* [ENTRIES PROVIDED]

#####

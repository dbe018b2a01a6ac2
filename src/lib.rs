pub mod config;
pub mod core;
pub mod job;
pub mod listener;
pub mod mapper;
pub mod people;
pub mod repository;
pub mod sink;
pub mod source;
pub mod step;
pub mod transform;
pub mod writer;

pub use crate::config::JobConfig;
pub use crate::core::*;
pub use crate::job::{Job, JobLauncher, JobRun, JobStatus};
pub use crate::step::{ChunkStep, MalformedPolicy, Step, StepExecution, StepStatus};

#####

What is wanted is the complete set of entries, returned verbatim.

* [TASK RESPONSE]
repository dbe018b2a01a6ac2
filename src/lib.rs
pub mod config;
pub mod core;
pub mod job;
pub mod listener;
pub mod mapper;
pub mod people;
pub mod repository;
pub mod sink;
pub mod source;
pub mod step;
pub mod transform;
pub mod writer;

pub use crate::config::JobConfig;
pub use crate::core::*;
pub use crate::job::{Job, JobLauncher, JobRun, JobStatus};
pub use crate::step::{ChunkStep, MalformedPolicy, Step, StepExecution, StepStatus};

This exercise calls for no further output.